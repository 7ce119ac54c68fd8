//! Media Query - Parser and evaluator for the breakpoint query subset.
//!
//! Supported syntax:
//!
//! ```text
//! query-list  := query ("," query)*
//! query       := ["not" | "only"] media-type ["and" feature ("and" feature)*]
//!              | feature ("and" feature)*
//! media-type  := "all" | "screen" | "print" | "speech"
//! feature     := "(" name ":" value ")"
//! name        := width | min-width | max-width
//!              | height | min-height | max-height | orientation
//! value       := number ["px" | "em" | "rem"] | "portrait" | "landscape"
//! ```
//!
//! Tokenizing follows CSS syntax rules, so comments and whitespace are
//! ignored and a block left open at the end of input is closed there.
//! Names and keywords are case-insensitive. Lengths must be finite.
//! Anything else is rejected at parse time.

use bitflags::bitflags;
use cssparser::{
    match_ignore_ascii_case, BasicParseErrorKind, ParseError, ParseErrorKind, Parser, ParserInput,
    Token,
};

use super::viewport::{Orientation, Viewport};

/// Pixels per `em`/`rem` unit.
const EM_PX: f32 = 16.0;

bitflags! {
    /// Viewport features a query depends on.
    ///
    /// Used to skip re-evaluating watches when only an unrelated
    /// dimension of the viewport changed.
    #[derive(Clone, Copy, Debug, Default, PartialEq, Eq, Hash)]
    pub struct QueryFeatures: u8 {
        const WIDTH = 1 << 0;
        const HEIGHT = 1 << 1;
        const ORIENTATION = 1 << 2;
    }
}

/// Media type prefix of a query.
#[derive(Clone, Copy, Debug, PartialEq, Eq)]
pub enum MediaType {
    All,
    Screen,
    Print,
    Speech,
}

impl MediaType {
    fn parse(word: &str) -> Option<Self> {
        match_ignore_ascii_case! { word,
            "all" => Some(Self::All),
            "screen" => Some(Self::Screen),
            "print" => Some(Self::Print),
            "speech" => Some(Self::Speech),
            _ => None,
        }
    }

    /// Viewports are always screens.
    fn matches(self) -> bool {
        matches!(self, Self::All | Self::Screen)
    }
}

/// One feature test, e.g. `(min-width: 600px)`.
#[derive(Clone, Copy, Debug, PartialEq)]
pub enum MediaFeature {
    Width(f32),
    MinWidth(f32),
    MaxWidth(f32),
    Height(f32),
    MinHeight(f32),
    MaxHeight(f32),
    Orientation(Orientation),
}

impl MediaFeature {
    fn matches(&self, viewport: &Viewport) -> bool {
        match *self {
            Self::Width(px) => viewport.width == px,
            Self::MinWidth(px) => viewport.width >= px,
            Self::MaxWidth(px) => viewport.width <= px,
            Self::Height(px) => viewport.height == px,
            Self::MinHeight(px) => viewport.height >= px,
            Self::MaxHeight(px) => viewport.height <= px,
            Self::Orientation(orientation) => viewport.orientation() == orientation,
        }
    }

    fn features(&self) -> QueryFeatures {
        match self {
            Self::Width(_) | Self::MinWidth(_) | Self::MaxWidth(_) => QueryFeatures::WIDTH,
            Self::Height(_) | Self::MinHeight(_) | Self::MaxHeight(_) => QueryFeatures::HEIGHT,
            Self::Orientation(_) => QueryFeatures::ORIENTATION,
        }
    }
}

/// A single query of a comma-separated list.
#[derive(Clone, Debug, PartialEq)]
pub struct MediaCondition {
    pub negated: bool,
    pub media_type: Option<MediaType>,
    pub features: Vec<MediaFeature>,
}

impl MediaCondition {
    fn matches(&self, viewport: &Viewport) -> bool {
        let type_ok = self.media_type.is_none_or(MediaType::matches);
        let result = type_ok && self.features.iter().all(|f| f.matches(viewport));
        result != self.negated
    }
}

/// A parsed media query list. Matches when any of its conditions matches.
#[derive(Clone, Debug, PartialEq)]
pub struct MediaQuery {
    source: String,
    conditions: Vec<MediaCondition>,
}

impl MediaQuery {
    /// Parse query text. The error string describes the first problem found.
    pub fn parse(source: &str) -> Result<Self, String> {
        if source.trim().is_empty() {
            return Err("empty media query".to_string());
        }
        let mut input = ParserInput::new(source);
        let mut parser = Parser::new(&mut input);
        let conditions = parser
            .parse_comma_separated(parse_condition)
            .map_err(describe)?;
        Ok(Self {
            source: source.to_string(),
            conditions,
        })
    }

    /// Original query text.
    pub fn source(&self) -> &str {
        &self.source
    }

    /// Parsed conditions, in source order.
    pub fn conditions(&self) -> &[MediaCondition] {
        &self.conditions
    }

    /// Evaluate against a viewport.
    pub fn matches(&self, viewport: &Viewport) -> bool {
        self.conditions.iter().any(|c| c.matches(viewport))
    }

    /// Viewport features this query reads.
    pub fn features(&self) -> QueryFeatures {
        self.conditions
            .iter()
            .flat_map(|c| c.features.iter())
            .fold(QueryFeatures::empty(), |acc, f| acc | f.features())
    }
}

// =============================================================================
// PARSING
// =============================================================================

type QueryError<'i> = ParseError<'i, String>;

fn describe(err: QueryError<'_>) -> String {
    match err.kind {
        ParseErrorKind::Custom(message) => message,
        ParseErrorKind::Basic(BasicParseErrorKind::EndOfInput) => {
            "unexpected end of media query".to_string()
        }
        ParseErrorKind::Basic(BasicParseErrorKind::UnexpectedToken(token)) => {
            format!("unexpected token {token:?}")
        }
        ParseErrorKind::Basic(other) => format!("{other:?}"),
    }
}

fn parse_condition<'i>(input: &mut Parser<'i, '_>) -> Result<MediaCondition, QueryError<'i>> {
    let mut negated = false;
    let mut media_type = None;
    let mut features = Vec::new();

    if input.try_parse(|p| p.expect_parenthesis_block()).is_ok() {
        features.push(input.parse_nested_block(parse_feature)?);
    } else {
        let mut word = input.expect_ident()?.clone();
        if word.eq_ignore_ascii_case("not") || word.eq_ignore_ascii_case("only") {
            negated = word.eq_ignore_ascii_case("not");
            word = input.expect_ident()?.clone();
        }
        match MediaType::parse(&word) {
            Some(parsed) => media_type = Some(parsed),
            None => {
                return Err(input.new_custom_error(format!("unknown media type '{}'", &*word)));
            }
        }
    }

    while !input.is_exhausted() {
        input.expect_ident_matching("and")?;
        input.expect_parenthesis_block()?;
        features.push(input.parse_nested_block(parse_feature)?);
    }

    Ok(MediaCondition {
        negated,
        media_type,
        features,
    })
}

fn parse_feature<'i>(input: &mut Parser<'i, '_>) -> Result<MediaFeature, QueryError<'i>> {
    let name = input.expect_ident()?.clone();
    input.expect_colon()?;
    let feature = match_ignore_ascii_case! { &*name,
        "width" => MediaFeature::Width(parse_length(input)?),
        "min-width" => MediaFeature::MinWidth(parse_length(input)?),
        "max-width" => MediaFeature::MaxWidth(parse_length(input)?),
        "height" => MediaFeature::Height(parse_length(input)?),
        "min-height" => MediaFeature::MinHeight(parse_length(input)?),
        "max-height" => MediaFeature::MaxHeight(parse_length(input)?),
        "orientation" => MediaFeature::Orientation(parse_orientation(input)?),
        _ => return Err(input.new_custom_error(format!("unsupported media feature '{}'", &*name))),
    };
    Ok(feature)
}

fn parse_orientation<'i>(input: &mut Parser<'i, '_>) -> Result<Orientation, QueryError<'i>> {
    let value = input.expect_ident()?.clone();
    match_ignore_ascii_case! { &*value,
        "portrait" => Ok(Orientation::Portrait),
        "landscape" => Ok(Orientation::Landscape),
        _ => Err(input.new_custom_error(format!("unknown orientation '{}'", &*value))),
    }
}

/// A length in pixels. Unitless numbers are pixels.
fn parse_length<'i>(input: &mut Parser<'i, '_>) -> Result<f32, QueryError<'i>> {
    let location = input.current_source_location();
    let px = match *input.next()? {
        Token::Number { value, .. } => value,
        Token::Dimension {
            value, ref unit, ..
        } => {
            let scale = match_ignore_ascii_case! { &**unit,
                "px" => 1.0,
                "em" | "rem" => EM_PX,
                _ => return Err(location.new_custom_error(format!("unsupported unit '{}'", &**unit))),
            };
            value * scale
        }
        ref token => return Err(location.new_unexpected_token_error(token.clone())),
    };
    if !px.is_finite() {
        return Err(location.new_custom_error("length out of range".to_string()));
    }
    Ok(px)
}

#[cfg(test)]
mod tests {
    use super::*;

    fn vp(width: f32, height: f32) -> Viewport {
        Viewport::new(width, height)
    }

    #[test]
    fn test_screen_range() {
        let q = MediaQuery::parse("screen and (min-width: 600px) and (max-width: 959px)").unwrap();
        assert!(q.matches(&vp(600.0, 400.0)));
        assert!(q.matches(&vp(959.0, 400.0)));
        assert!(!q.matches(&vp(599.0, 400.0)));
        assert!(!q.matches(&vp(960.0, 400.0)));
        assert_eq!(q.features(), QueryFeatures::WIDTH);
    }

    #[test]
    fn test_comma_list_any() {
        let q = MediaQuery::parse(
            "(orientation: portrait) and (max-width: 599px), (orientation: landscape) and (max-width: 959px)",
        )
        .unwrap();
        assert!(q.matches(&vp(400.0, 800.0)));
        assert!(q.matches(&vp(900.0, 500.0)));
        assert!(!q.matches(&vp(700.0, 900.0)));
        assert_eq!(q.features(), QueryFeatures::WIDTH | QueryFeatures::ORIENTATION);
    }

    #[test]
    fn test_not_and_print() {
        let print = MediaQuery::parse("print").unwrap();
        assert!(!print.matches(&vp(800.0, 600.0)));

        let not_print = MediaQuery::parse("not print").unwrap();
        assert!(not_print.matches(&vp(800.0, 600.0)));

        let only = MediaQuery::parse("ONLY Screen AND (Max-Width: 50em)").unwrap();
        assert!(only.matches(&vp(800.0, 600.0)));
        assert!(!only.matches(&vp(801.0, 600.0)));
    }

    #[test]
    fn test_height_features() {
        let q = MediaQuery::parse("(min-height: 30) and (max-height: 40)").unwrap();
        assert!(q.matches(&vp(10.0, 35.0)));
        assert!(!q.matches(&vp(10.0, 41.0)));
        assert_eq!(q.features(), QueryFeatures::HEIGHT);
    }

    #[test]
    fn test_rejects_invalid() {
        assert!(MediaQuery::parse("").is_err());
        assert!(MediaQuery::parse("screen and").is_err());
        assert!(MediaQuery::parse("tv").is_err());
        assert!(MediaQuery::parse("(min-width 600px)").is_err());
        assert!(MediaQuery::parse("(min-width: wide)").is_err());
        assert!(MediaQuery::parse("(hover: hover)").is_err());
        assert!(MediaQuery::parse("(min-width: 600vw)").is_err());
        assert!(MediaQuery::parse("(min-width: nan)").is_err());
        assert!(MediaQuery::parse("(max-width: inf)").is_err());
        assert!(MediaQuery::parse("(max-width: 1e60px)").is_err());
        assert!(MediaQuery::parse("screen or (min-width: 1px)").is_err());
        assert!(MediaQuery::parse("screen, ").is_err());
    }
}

**********

### Brief
Copy each line of the material where "only" is found.

### Written reply
//! query       := ["not" | "only"] media-type ["and" feature ("and" feature)*]
    /// Used to skip re-evaluating watches when only an unrelated
        if word.eq_ignore_ascii_case("not") || word.eq_ignore_ascii_case("only") {
        let only = MediaQuery::parse("ONLY Screen AND (Max-Width: 50em)").unwrap();
        assert!(only.matches(&vp(800.0, 600.0)));
        assert!(!only.matches(&vp(801.0, 600.0)));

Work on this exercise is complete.